_Exercise directions:_ The required output is the line that contains "repository 8adf8febed899dbb" plus every line after it in the listing below, copied exactly as it appears.

*** Data supplied ***

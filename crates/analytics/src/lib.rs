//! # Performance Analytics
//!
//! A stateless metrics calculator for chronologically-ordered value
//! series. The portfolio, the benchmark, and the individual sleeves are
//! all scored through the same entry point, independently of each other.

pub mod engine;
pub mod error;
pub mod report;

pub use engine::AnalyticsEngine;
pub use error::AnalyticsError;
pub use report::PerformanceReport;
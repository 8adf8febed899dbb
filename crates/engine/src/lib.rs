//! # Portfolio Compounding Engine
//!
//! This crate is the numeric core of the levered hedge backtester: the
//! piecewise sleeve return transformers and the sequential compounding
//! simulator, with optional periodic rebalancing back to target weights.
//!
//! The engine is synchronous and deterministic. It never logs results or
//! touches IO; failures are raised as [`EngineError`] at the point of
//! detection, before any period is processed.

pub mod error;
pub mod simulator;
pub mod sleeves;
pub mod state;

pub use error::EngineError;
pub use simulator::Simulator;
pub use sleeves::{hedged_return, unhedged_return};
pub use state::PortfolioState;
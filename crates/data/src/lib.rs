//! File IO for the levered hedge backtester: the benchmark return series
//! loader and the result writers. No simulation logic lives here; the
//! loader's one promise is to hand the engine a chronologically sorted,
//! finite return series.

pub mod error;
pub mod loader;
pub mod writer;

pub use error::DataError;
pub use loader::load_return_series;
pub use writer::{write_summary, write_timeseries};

*** End of Data supplied ***

_Response for this exercise:_
repository 8adf8febed899dbb
filename crates/engine/src/lib.rs
//! # Portfolio Compounding Engine
//!
//! This crate is the numeric core of the levered hedge backtester: the
//! piecewise sleeve return transformers and the sequential compounding
//! simulator, with optional periodic rebalancing back to target weights.
//!
//! The engine is synchronous and deterministic. It never logs results or
//! touches IO; failures are raised as [`EngineError`] at the point of
//! detection, before any period is processed.

pub mod error;
pub mod simulator;
pub mod sleeves;
pub mod state;

pub use error::EngineError;
pub use simulator::Simulator;
pub use sleeves::{hedged_return, unhedged_return};
pub use state::PortfolioState;
filename crates/data/src/lib.rs
//! File IO for the levered hedge backtester: the benchmark return series
//! loader and the result writers. No simulation logic lives here; the
//! loader's one promise is to hand the engine a chronologically sorted,
//! finite return series.

pub mod error;
pub mod loader;
pub mod writer;

pub use error::DataError;
pub use loader::load_return_series;
pub use writer::{write_summary, write_timeseries};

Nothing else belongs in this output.